EXERCISE:
Below are entries; count the lines among them that contain the word "bool", and give only the count.

[Stored data entries]
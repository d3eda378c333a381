//! RFB protocol message definitions.
//!
//! Covers the passive server subset of RFC 6143: version and security
//! handshake, `ServerInit`, the six client-to-server messages, and raw
//! `FramebufferUpdate` rectangles.  All multi-byte integers on the wire are
//! big-endian.

use serde::{Deserialize, Serialize};

/// Version string the server announces (RFB 3.8).
pub const SERVER_PROTOCOL_VERSION: &[u8; 12] = b"RFB 003.008\n";

/// Length of a `ProtocolVersion` message.
pub const PROTOCOL_VERSION_LEN: usize = 12;

/// Length of a `PIXEL_FORMAT` structure.
pub const PIXEL_FORMAT_LEN: usize = 16;

/// Upper bound on accepted `ClientCutText` payloads.
pub const MAX_CUT_TEXT_LEN: usize = 1 << 20;

/// Security type identifiers.
pub mod security {
    pub const INVALID: u8 = 0;
    pub const NONE: u8 = 1;
    pub const VNC_AUTH: u8 = 2;

    /// `SecurityResult` value for success.
    pub const RESULT_OK: u32 = 0;
}

/// Encoding type identifiers.
pub mod encoding {
    pub const RAW: i32 = 0;
    pub const COPY_RECT: i32 = 1;
    pub const RRE: i32 = 2;
    pub const HEXTILE: i32 = 5;
    pub const ZRLE: i32 = 16;
    pub const CURSOR_PSEUDO: i32 = -239;
    pub const DESKTOP_SIZE_PSEUDO: i32 = -223;
}

/// Client-to-server message type bytes.
#[derive(Debug, Clone, Copy, PartialEq, Eq, Hash)]
#[repr(u8)]
pub enum ClientMessageType {
    SetPixelFormat = 0,
    SetEncodings = 2,
    FramebufferUpdateRequest = 3,
    KeyEvent = 4,
    PointerEvent = 5,
    ClientCutText = 6,
}

impl TryFrom<u8> for ClientMessageType {
    type Error = u8;

    fn try_from(value: u8) -> Result<Self, Self::Error> {
        match value {
            0 => Ok(ClientMessageType::SetPixelFormat),
            2 => Ok(ClientMessageType::SetEncodings),
            3 => Ok(ClientMessageType::FramebufferUpdateRequest),
            4 => Ok(ClientMessageType::KeyEvent),
            5 => Ok(ClientMessageType::PointerEvent),
            6 => Ok(ClientMessageType::ClientCutText),
            other => Err(other),
        }
    }
}

/// Server-to-client message type bytes.
pub mod server_message {
    pub const FRAMEBUFFER_UPDATE: u8 = 0;
    pub const SET_COLOUR_MAP_ENTRIES: u8 = 1;
    pub const BELL: u8 = 2;
    pub const SERVER_CUT_TEXT: u8 = 3;
}

/// Negotiated protocol version.
#[derive(Debug, Clone, Copy, PartialEq, Eq, PartialOrd, Ord, Hash)]
pub enum ProtocolVersion {
    V3_3,
    V3_7,
    V3_8,
}

/// How pixel values are laid out on the wire.
#[derive(Debug, Clone, Copy, PartialEq, Eq, Hash, Serialize, Deserialize)]
pub struct PixelFormat {
    pub bits_per_pixel: u8,
    pub depth: u8,
    pub big_endian: bool,
    pub true_colour: bool,
    pub red_max: u16,
    pub green_max: u16,
    pub blue_max: u16,
    pub red_shift: u8,
    pub green_shift: u8,
    pub blue_shift: u8,
}

impl PixelFormat {
    /// The server's native format: 32 bpp little-endian with red in the
    /// lowest byte, i.e. the RGBA8888 byte order of the capture buffer.
    pub const fn rgba8888() -> Self {
        Self {
            bits_per_pixel: 32,
            depth: 24,
            big_endian: false,
            true_colour: true,
            red_max: 255,
            green_max: 255,
            blue_max: 255,
            red_shift: 0,
            green_shift: 8,
            blue_shift: 16,
        }
    }

    pub fn bytes_per_pixel(&self) -> usize {
        usize::from(self.bits_per_pixel / 8)
    }

    /// Serializes into the 16-byte `PIXEL_FORMAT` structure.
    pub fn to_bytes(&self) -> [u8; PIXEL_FORMAT_LEN] {
        let mut b = [0u8; PIXEL_FORMAT_LEN];
        b[0] = self.bits_per_pixel;
        b[1] = self.depth;
        b[2] = u8::from(self.big_endian);
        b[3] = u8::from(self.true_colour);
        b[4..6].copy_from_slice(&self.red_max.to_be_bytes());
        b[6..8].copy_from_slice(&self.green_max.to_be_bytes());
        b[8..10].copy_from_slice(&self.blue_max.to_be_bytes());
        b[10] = self.red_shift;
        b[11] = self.green_shift;
        b[12] = self.blue_shift;
        // b[13..16] is padding
        b
    }

    /// Parses the 16-byte `PIXEL_FORMAT` structure.
    pub fn from_bytes(b: &[u8; PIXEL_FORMAT_LEN]) -> Self {
        Self {
            bits_per_pixel: b[0],
            depth: b[1],
            big_endian: b[2] != 0,
            true_colour: b[3] != 0,
            red_max: u16::from_be_bytes([b[4], b[5]]),
            green_max: u16::from_be_bytes([b[6], b[7]]),
            blue_max: u16::from_be_bytes([b[8], b[9]]),
            red_shift: b[10],
            green_shift: b[11],
            blue_shift: b[12],
        }
    }
}

impl Default for PixelFormat {
    fn default() -> Self {
        Self::rgba8888()
    }
}

/// Rectangle in framebuffer coordinates.
#[derive(Debug, Clone, Copy, PartialEq, Eq, Hash, Default)]
pub struct Rectangle {
    pub x: u16,
    pub y: u16,
    pub width: u16,
    pub height: u16,
}

impl Rectangle {
    pub fn full(width: u16, height: u16) -> Self {
        Self {
            x: 0,
            y: 0,
            width,
            height,
        }
    }

    /// Clips the rectangle to a `width` × `height` framebuffer.
    ///
    /// Returns `None` if nothing of it lies inside.
    pub fn clip(&self, width: u16, height: u16) -> Option<Self> {
        if self.x >= width || self.y >= height {
            return None;
        }
        let right = (u32::from(self.x) + u32::from(self.width)).min(u32::from(width));
        let bottom = (u32::from(self.y) + u32::from(self.height)).min(u32::from(height));
        let clipped = Self {
            x: self.x,
            y: self.y,
            width: (right - u32::from(self.x)) as u16,
            height: (bottom - u32::from(self.y)) as u16,
        };
        if clipped.is_empty() {
            None
        } else {
            Some(clipped)
        }
    }

    pub fn is_empty(&self) -> bool {
        self.width == 0 || self.height == 0
    }

    pub fn area(&self) -> usize {
        usize::from(self.width) * usize::from(self.height)
    }
}

/// `ServerInit`: sent once after `ClientInit`.
#[derive(Debug, Clone, PartialEq, Eq)]
pub struct ServerInit {
    pub width: u16,
    pub height: u16,
    pub pixel_format: PixelFormat,
    pub name: String,
}

/// A decoded client-to-server message.
#[derive(Debug, Clone, PartialEq, Eq)]
pub enum ClientMessage {
    SetPixelFormat(PixelFormat),
    SetEncodings(Vec<i32>),
    FramebufferUpdateRequest {
        incremental: bool,
        region: Rectangle,
    },
    KeyEvent {
        down: bool,
        keysym: u32,
    },
    PointerEvent {
        button_mask: u8,
        x: u16,
        y: u16,
    },
    /// Latin-1 clipboard text; accepted and ignored by the server.
    ClientCutText(Vec<u8>),
}

impl ClientMessage {
    pub fn message_type(&self) -> ClientMessageType {
        match self {
            ClientMessage::SetPixelFormat(_) => ClientMessageType::SetPixelFormat,
            ClientMessage::SetEncodings(_) => ClientMessageType::SetEncodings,
            ClientMessage::FramebufferUpdateRequest { .. } => {
                ClientMessageType::FramebufferUpdateRequest
            }
            ClientMessage::KeyEvent { .. } => ClientMessageType::KeyEvent,
            ClientMessage::PointerEvent { .. } => ClientMessageType::PointerEvent,
            ClientMessage::ClientCutText(_) => ClientMessageType::ClientCutText,
        }
    }
}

REPLY:
5